START Provided records

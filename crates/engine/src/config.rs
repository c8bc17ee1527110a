//! Runtime configuration from `SNAKE_*` environment variables.
//!
//! Unset or malformed values fall back to their defaults.

use std::env;
use std::path::PathBuf;
use std::str::FromStr;

use tracing::warn;

use crate::types::GameConfig;

pub const DEFAULT_HIGHSCORE_PATH: &str = "highscore.json";

#[derive(Debug, Clone, Copy, PartialEq, Eq, Default)]
pub enum AudioMode {
    #[default]
    Bell,
    Off,
}

impl AudioMode {
    pub fn from_str(s: &str) -> Option<Self> {
        match s.trim().to_lowercase().as_str() {
            "bell" | "on" => Some(AudioMode::Bell),
            "off" | "none" => Some(AudioMode::Off),
            _ => None,
        }
    }
}

#[derive(Debug, Clone, PartialEq, Eq)]
pub struct RuntimeConfig {
    pub game: GameConfig,
    /// Fruit RNG seed; `None` lets the binary pick one from the clock.
    pub seed: Option<u32>,
    pub highscore_path: PathBuf,
    pub audio: AudioMode,
    /// Log file for tracing output. Logging is off when unset.
    pub log_path: Option<PathBuf>,
}

impl Default for RuntimeConfig {
    fn default() -> Self {
        Self {
            game: GameConfig::default(),
            seed: None,
            highscore_path: PathBuf::from(DEFAULT_HIGHSCORE_PATH),
            audio: AudioMode::default(),
            log_path: None,
        }
    }
}

impl RuntimeConfig {
    pub fn from_env() -> Self {
        Self::from_lookup(|key| env::var(key).ok())
    }

    /// Build from any key lookup, so tests need not touch the process environment.
    pub fn from_lookup(lookup: impl Fn(&str) -> Option<String>) -> Self {
        let defaults = GameConfig::default();

        let mut game = GameConfig {
            width: parse(&lookup, "SNAKE_WIDTH").unwrap_or(defaults.width),
            height: parse(&lookup, "SNAKE_HEIGHT").unwrap_or(defaults.height),
            cell_size: parse(&lookup, "SNAKE_CELL_SIZE").unwrap_or(defaults.cell_size),
            speed: parse(&lookup, "SNAKE_SPEED")
                .filter(|&speed: &u32| speed > 0)
                .unwrap_or(defaults.speed),
            ..defaults
        };
        if let Err(e) = tui_snake_core::config::validate(&game) {
            warn!(error = %e, "invalid board settings, using defaults");
            game = GameConfig {
                speed: game.speed,
                ..defaults
            };
        }

        let path = |key: &str| {
            lookup(key)
                .map(|s| s.trim().to_string())
                .filter(|s| !s.is_empty())
                .map(PathBuf::from)
        };

        Self {
            game,
            seed: parse(&lookup, "SNAKE_SEED"),
            highscore_path: path("SNAKE_HIGHSCORE_PATH")
                .unwrap_or_else(|| PathBuf::from(DEFAULT_HIGHSCORE_PATH)),
            audio: lookup("SNAKE_AUDIO")
                .and_then(|s| AudioMode::from_str(&s))
                .unwrap_or_default(),
            log_path: path("SNAKE_LOG_PATH"),
        }
    }
}

fn parse<T: FromStr>(lookup: &impl Fn(&str) -> Option<String>, key: &str) -> Option<T> {
    lookup(key).and_then(|s| s.trim().parse().ok())
}

#[cfg(test)]
mod tests {
    use super::*;
    use std::collections::HashMap;

    fn config(vars: &[(&str, &str)]) -> RuntimeConfig {
        let map: HashMap<String, String> = vars
            .iter()
            .map(|(k, v)| (k.to_string(), v.to_string()))
            .collect();
        RuntimeConfig::from_lookup(|key| map.get(key).cloned())
    }

    #[test]
    fn test_defaults() {
        let c = config(&[]);
        assert_eq!(c, RuntimeConfig::default());
        assert_eq!(c.game.width, 300);
        assert_eq!(c.highscore_path, PathBuf::from("highscore.json"));
        assert_eq!(c.audio, AudioMode::Bell);
    }

    #[test]
    fn test_overrides() {
        let c = config(&[
            ("SNAKE_WIDTH", "500"),
            ("SNAKE_HEIGHT", "400"),
            ("SNAKE_SPEED", "2"),
            ("SNAKE_SEED", "99"),
            ("SNAKE_AUDIO", "off"),
            ("SNAKE_HIGHSCORE_PATH", "/tmp/hs.json"),
            ("SNAKE_LOG_PATH", " /tmp/snake.log "),
        ]);
        assert_eq!(c.game.width, 500);
        assert_eq!(c.game.height, 400);
        assert_eq!(c.game.tick_rate(), 30);
        assert_eq!(c.seed, Some(99));
        assert_eq!(c.audio, AudioMode::Off);
        assert_eq!(c.highscore_path, PathBuf::from("/tmp/hs.json"));
        assert_eq!(c.log_path, Some(PathBuf::from("/tmp/snake.log")));
    }

    #[test]
    fn test_malformed_values_fall_back() {
        let c = config(&[
            ("SNAKE_WIDTH", "wide"),
            ("SNAKE_SEED", "-3"),
            ("SNAKE_AUDIO", "loud"),
            ("SNAKE_LOG_PATH", "   "),
        ]);
        assert_eq!(c.game.width, 300);
        assert_eq!(c.seed, None);
        assert_eq!(c.audio, AudioMode::Bell);
        assert_eq!(c.log_path, None);
    }

    #[test]
    fn test_invalid_board_falls_back_to_default_board() {
        let c = config(&[("SNAKE_WIDTH", "305"), ("SNAKE_SPEED", "3")]);
        assert_eq!(c.game.width, 300);
        assert_eq!(c.game.speed, 3);

        let c = config(&[("SNAKE_SPEED", "0")]);
        assert_eq!(c.game.speed, 1);
    }

    #[test]
    fn test_unsigned_settings_accept_values_beyond_i32() {
        let c = config(&[
            ("SNAKE_WIDTH", "400"),
            ("SNAKE_SPEED", "3"),
            ("SNAKE_SEED", "4000000000"),
        ]);
        assert_eq!(c.game.width, 400);
        assert_eq!(c.game.speed, 3);
        assert_eq!(c.seed, Some(4_000_000_000));
    }

    #[test]
    fn test_zero_speed_keeps_custom_board() {
        let c = config(&[("SNAKE_WIDTH", "400"), ("SNAKE_SPEED", "0")]);
        assert_eq!(c.game.width, 400);
        assert_eq!(c.game.speed, 1);
    }

    #[test]
    fn test_oversized_board_falls_back() {
        let c = config(&[("SNAKE_WIDTH", "400000")]);
        assert_eq!(c.game, GameConfig::default());
    }
}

END Provided records

What is needed:
Every line must be copied exactly as it stands above.

Your solution:
filename crates/engine/src/config.rs
repository c8bc17ee1527110a
//! Runtime configuration from `SNAKE_*` environment variables.
//!
//! Unset or malformed values fall back to their defaults.

use std::env;
use std::path::PathBuf;
use std::str::FromStr;

use tracing::warn;

use crate::types::GameConfig;

pub const DEFAULT_HIGHSCORE_PATH: &str = "highscore.json";

#[derive(Debug, Clone, Copy, PartialEq, Eq, Default)]
pub enum AudioMode {
    #[default]
    Bell,
    Off,
}

impl AudioMode {
    pub fn from_str(s: &str) -> Option<Self> {
        match s.trim().to_lowercase().as_str() {
            "bell" | "on" => Some(AudioMode::Bell),
            "off" | "none" => Some(AudioMode::Off),
            _ => None,
        }
    }
}

#[derive(Debug, Clone, PartialEq, Eq)]
pub struct RuntimeConfig {
    pub game: GameConfig,
    /// Fruit RNG seed; `None` lets the binary pick one from the clock.
    pub seed: Option<u32>,
    pub highscore_path: PathBuf,
    pub audio: AudioMode,
    /// Log file for tracing output. Logging is off when unset.
    pub log_path: Option<PathBuf>,
}

impl Default for RuntimeConfig {
    fn default() -> Self {
        Self {
            game: GameConfig::default(),
            seed: None,
            highscore_path: PathBuf::from(DEFAULT_HIGHSCORE_PATH),
            audio: AudioMode::default(),
            log_path: None,
        }
    }
}

impl RuntimeConfig {
    pub fn from_env() -> Self {
        Self::from_lookup(|key| env::var(key).ok())
    }

    /// Build from any key lookup, so tests need not touch the process environment.
    pub fn from_lookup(lookup: impl Fn(&str) -> Option<String>) -> Self {
        let defaults = GameConfig::default();

        let mut game = GameConfig {
            width: parse(&lookup, "SNAKE_WIDTH").unwrap_or(defaults.width),
            height: parse(&lookup, "SNAKE_HEIGHT").unwrap_or(defaults.height),
            cell_size: parse(&lookup, "SNAKE_CELL_SIZE").unwrap_or(defaults.cell_size),
            speed: parse(&lookup, "SNAKE_SPEED")
                .filter(|&speed: &u32| speed > 0)
                .unwrap_or(defaults.speed),
            ..defaults
        };
        if let Err(e) = tui_snake_core::config::validate(&game) {
            warn!(error = %e, "invalid board settings, using defaults");
            game = GameConfig {
                speed: game.speed,
                ..defaults
            };
        }

        let path = |key: &str| {
            lookup(key)
                .map(|s| s.trim().to_string())
                .filter(|s| !s.is_empty())
                .map(PathBuf::from)
        };

        Self {
            game,
            seed: parse(&lookup, "SNAKE_SEED"),
            highscore_path: path("SNAKE_HIGHSCORE_PATH")
                .unwrap_or_else(|| PathBuf::from(DEFAULT_HIGHSCORE_PATH)),
            audio: lookup("SNAKE_AUDIO")
                .and_then(|s| AudioMode::from_str(&s))
                .unwrap_or_default(),
            log_path: path("SNAKE_LOG_PATH"),
        }
    }
}

fn parse<T: FromStr>(lookup: &impl Fn(&str) -> Option<String>, key: &str) -> Option<T> {
    lookup(key).and_then(|s| s.trim().parse().ok())
}

#[cfg(test)]
mod tests {
    use super::*;
    use std::collections::HashMap;

    fn config(vars: &[(&str, &str)]) -> RuntimeConfig {
        let map: HashMap<String, String> = vars
            .iter()
            .map(|(k, v)| (k.to_string(), v.to_string()))
            .collect();
        RuntimeConfig::from_lookup(|key| map.get(key).cloned())
    }

    #[test]
    fn test_defaults() {
        let c = config(&[]);
        assert_eq!(c, RuntimeConfig::default());
        assert_eq!(c.game.width, 300);
        assert_eq!(c.highscore_path, PathBuf::from("highscore.json"));
        assert_eq!(c.audio, AudioMode::Bell);
    }

    #[test]
    fn test_overrides() {
        let c = config(&[
            ("SNAKE_WIDTH", "500"),
            ("SNAKE_HEIGHT", "400"),
            ("SNAKE_SPEED", "2"),
            ("SNAKE_SEED", "99"),
            ("SNAKE_AUDIO", "off"),
            ("SNAKE_HIGHSCORE_PATH", "/tmp/hs.json"),
            ("SNAKE_LOG_PATH", " /tmp/snake.log "),
        ]);
        assert_eq!(c.game.width, 500);
        assert_eq!(c.game.height, 400);
        assert_eq!(c.game.tick_rate(), 30);
        assert_eq!(c.seed, Some(99));
        assert_eq!(c.audio, AudioMode::Off);
        assert_eq!(c.highscore_path, PathBuf::from("/tmp/hs.json"));
        assert_eq!(c.log_path, Some(PathBuf::from("/tmp/snake.log")));
    }

    #[test]
    fn test_malformed_values_fall_back() {
        let c = config(&[
            ("SNAKE_WIDTH", "wide"),
            ("SNAKE_SEED", "-3"),
            ("SNAKE_AUDIO", "loud"),
            ("SNAKE_LOG_PATH", "   "),
        ]);
        assert_eq!(c.game.width, 300);
        assert_eq!(c.seed, None);
        assert_eq!(c.audio, AudioMode::Bell);
        assert_eq!(c.log_path, None);
    }

    #[test]
    fn test_invalid_board_falls_back_to_default_board() {
        let c = config(&[("SNAKE_WIDTH", "305"), ("SNAKE_SPEED", "3")]);
        assert_eq!(c.game.width, 300);
        assert_eq!(c.game.speed, 3);

        let c = config(&[("SNAKE_SPEED", "0")]);
        assert_eq!(c.game.speed, 1);
    }

    #[test]
    fn test_unsigned_settings_accept_values_beyond_i32() {
        let c = config(&[
            ("SNAKE_WIDTH", "400"),
            ("SNAKE_SPEED", "3"),
            ("SNAKE_SEED", "4000000000"),
        ]);
        assert_eq!(c.game.width, 400);
        assert_eq!(c.game.speed, 3);
        assert_eq!(c.seed, Some(4_000_000_000));
    }

    #[test]
    fn test_zero_speed_keeps_custom_board() {
        let c = config(&[("SNAKE_WIDTH", "400"), ("SNAKE_SPEED", "0")]);
        assert_eq!(c.game.width, 400);
        assert_eq!(c.game.speed, 1);
    }

    #[test]
    fn test_oversized_board_falls_back() {
        let c = config(&[("SNAKE_WIDTH", "400000")]);
        assert_eq!(c.game, GameConfig::default());
    }
}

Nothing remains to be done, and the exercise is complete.